'''
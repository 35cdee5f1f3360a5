use std::sync::Arc;
use std::time::Duration;

use tokio::sync::mpsc;
use tracing::{debug, info, warn};

use crate::manager::Manager;
use crate::worker::{Worker, WorkerState};

#[cfg(unix)]
fn interrupt(pid: u32) {
    use nix::sys::signal::{self, Signal};
    use nix::unistd::Pid;
    if let Err(err) = signal::kill(Pid::from_raw(pid as i32), Signal::SIGINT) {
        warn!(pid, error = %err, "failed to send SIGINT to idle worker");
    }
}

#[cfg(not(unix))]
fn interrupt(_pid: u32) {
    warn!("idle worker interruption is not supported on this platform");
}

/// Grace period a worker is allowed to linger in `Errored` before the
/// Supervisor Loop reaps it as if it had reached `Finished`. This picks a
/// small fixed window just long enough for in-flight log lines and the
/// process-exit notification to settle.
pub const ERRORED_GRACE: Duration = Duration::from_secs(3);

/// Background task owning worker cleanup and idle eviction.
///
/// Reacts to two independent triggers:
/// - the notification channel, fed by the Manager whenever a worker's state
///   changes (reaches `Running`, `Errored`, or `Finished`);
/// - a fixed `IdleCheck` tick, which scans every live worker for
///   `last_req` older than `IdleTime` and asks it to shut down.
///
/// Runs until `notify_rx` is closed (i.e. the owning `Manager` is dropped).
pub async fn run(manager: Arc<Manager>, mut notify_rx: mpsc::Receiver<Arc<Worker>>) {
    let idle_check = manager.config().idle_check;
    let idle_time = manager.config().idle_time;
    let mut ticker = tokio::time::interval(idle_check);
    // First tick fires immediately; skip it so the first real scan happens
    // after a full idle_check period, not at t=0.
    ticker.tick().await;

    loop {
        tokio::select! {
            maybe_worker = notify_rx.recv() => {
                match maybe_worker {
                    Some(worker) => handle_transition(&manager, &worker).await,
                    None => {
                        debug!("notification channel closed, supervisor loop exiting");
                        return;
                    }
                }
            }
            _ = ticker.tick() => {
                scan_idle(&manager, idle_time).await;
            }
        }
    }
}

async fn handle_transition(manager: &Arc<Manager>, worker: &Arc<Worker>) {
    match worker.state.load() {
        WorkerState::Finished => {
            info!(worker = %worker.name, "worker finished, reaping");
            manager.reap(&worker.name).await;
        }
        WorkerState::Errored => {
            warn!(worker = %worker.name, "worker errored, scheduling delayed reap");
            let manager = manager.clone();
            let worker = worker.clone();
            tokio::spawn(async move {
                tokio::time::sleep(ERRORED_GRACE).await;
                manager.reap(&worker.name).await;
            });
        }
        WorkerState::Running => {
            debug!(worker = %worker.name, "worker became ready");
        }
        other => {
            debug!(worker = %worker.name, state = %other, "transition notification ignored");
        }
    }
}

async fn scan_idle(manager: &Arc<Manager>, idle_time: Duration) {
    for worker in manager.workers_snapshot().await {
        if !matches!(worker.state.load(), WorkerState::Started | WorkerState::Running) {
            continue;
        }
        if worker.idle_for() < idle_time {
            continue;
        }
        let Some(pid) = worker.child_pid() else {
            continue;
        };
        info!(worker = %worker.name, idle = ?worker.idle_for(), "worker idle past deadline, interrupting");
        interrupt(pid);
    }
}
'''
What to produce:
Write out every entry above, word for word.

Exercise result:
repository 35cdee5f1f3360a5
use std::sync::Arc;
use std::time::Duration;

use tokio::sync::mpsc;
use tracing::{debug, info, warn};

use crate::manager::Manager;
use crate::worker::{Worker, WorkerState};

#[cfg(unix)]
fn interrupt(pid: u32) {
    use nix::sys::signal::{self, Signal};
    use nix::unistd::Pid;
    if let Err(err) = signal::kill(Pid::from_raw(pid as i32), Signal::SIGINT) {
        warn!(pid, error = %err, "failed to send SIGINT to idle worker");
    }
}

#[cfg(not(unix))]
fn interrupt(_pid: u32) {
    warn!("idle worker interruption is not supported on this platform");
}

/// Grace period a worker is allowed to linger in `Errored` before the
/// Supervisor Loop reaps it as if it had reached `Finished`. This picks a
/// small fixed window just long enough for in-flight log lines and the
/// process-exit notification to settle.
pub const ERRORED_GRACE: Duration = Duration::from_secs(3);

/// Background task owning worker cleanup and idle eviction.
///
/// Reacts to two independent triggers:
/// - the notification channel, fed by the Manager whenever a worker's state
///   changes (reaches `Running`, `Errored`, or `Finished`);
/// - a fixed `IdleCheck` tick, which scans every live worker for
///   `last_req` older than `IdleTime` and asks it to shut down.
///
/// Runs until `notify_rx` is closed (i.e. the owning `Manager` is dropped).
pub async fn run(manager: Arc<Manager>, mut notify_rx: mpsc::Receiver<Arc<Worker>>) {
    let idle_check = manager.config().idle_check;
    let idle_time = manager.config().idle_time;
    let mut ticker = tokio::time::interval(idle_check);
    // First tick fires immediately; skip it so the first real scan happens
    // after a full idle_check period, not at t=0.
    ticker.tick().await;

    loop {
        tokio::select! {
            maybe_worker = notify_rx.recv() => {
                match maybe_worker {
                    Some(worker) => handle_transition(&manager, &worker).await,
                    None => {
                        debug!("notification channel closed, supervisor loop exiting");
                        return;
                    }
                }
            }
            _ = ticker.tick() => {
                scan_idle(&manager, idle_time).await;
            }
        }
    }
}

async fn handle_transition(manager: &Arc<Manager>, worker: &Arc<Worker>) {
    match worker.state.load() {
        WorkerState::Finished => {
            info!(worker = %worker.name, "worker finished, reaping");
            manager.reap(&worker.name).await;
        }
        WorkerState::Errored => {
            warn!(worker = %worker.name, "worker errored, scheduling delayed reap");
            let manager = manager.clone();
            let worker = worker.clone();
            tokio::spawn(async move {
                tokio::time::sleep(ERRORED_GRACE).await;
                manager.reap(&worker.name).await;
            });
        }
        WorkerState::Running => {
            debug!(worker = %worker.name, "worker became ready");
        }
        other => {
            debug!(worker = %worker.name, state = %other, "transition notification ignored");
        }
    }
}

async fn scan_idle(manager: &Arc<Manager>, idle_time: Duration) {
    for worker in manager.workers_snapshot().await {
        if !matches!(worker.state.load(), WorkerState::Started | WorkerState::Running) {
            continue;
        }
        if worker.idle_for() < idle_time {
            continue;
        }
        let Some(pid) = worker.child_pid() else {
            continue;
        };
        info!(worker = %worker.name, idle = ?worker.idle_for(), "worker idle past deadline, interrupting");
        interrupt(pid);
    }
}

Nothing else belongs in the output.